And when someone does fight back, using the same
violence we use, surely it ought to be a wake-up call
that justice is out of balance.
Can we
stretch ourselves enough to grasp this interdependent
relationship, that our way of life is predicated on
the suffering of others? Until we actually feel and
taste that correlation, we will remain in that
disconnected, insular bubble. It's no wonder they
call it the American dream. It's a dream fraught with
horrors and shadows and bogeyman of our own creation.
What
sort of sacrifices would we have to make to really
listen to our "enemy"? Fairness in global
trade instead of the outrageous rip-off called
"free trade"? Would it mean advocating and
participating in genuine democratic processes and
procedures where everyone's grievances, needs and
aspirations are laid out on the table?

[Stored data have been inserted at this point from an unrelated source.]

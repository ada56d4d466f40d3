//! IMAP password lookup in the platform keychain.

use crate::error::{Error, Result};

const SERVICE: &str = "rss2imap";

/// Entries are keyed `user@server` so one keychain can hold several accounts.
fn key_id(username: &str, server: &str) -> String {
    format!("{username}@{server}")
}

pub fn get_password(username: &str, server: &str) -> Result<String> {
    let key = key_id(username, server);
    log::debug!("keyring lookup: service={SERVICE:?} key={key:?}");
    keyring::Entry::new(SERVICE, &key)
        .and_then(|entry| entry.get_password())
        .map_err(|e| {
            log::warn!("No keyring password for {key}: {e}");
            Error::Config(format!("keyring entry {SERVICE}/{key}: {e}"))
        })
}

Isn't that the
patriotic American spirit - the qualities of
generosity and understanding that we glowingly speak
about? Is that so difficult?
Or would
we rather sacrifice our civil liberties, accept
higher flight travel prices due to more security
measures? Or would we rather have more long traffic
lines because of more police checking our cars for
car bombs? Or higher taxes to satisfy an already
obscene $300 billion military machine? Already
numerous new bans and censorship and restrictions are
rapidly emerging (an "advisory"
discouraging the play of 150 songs on the airwaves
via Clear Channel Communications; "Politically
Incorrect" has been threatened to be cut off the
air, wiretapping, etc.).
I hope
we deeply feel this tragic event and get informed and
listen and read and talk and argue and listen and
encourage dissent (read the alternative voices rather
than rely simply on mainstream media sources). I hope
we let it penetrate deeply into our souls, and that
we reinvent such terms as security, defense, justice,
patriotism and freedom. And hopefully, let this new
understanding, with its evolution of profound loss,
grief and righteous anger, take us to a deeper place
so we can transform and use our talents so the
profound clarity and wisdom of the human spirit can
shine through.
Bob Banner is
publisher of HopeDance Magazine. He can be reached at
editor@hopedance.org.
Special thanks to Stacey Warde for clarifying my
views and word-crafting this piece.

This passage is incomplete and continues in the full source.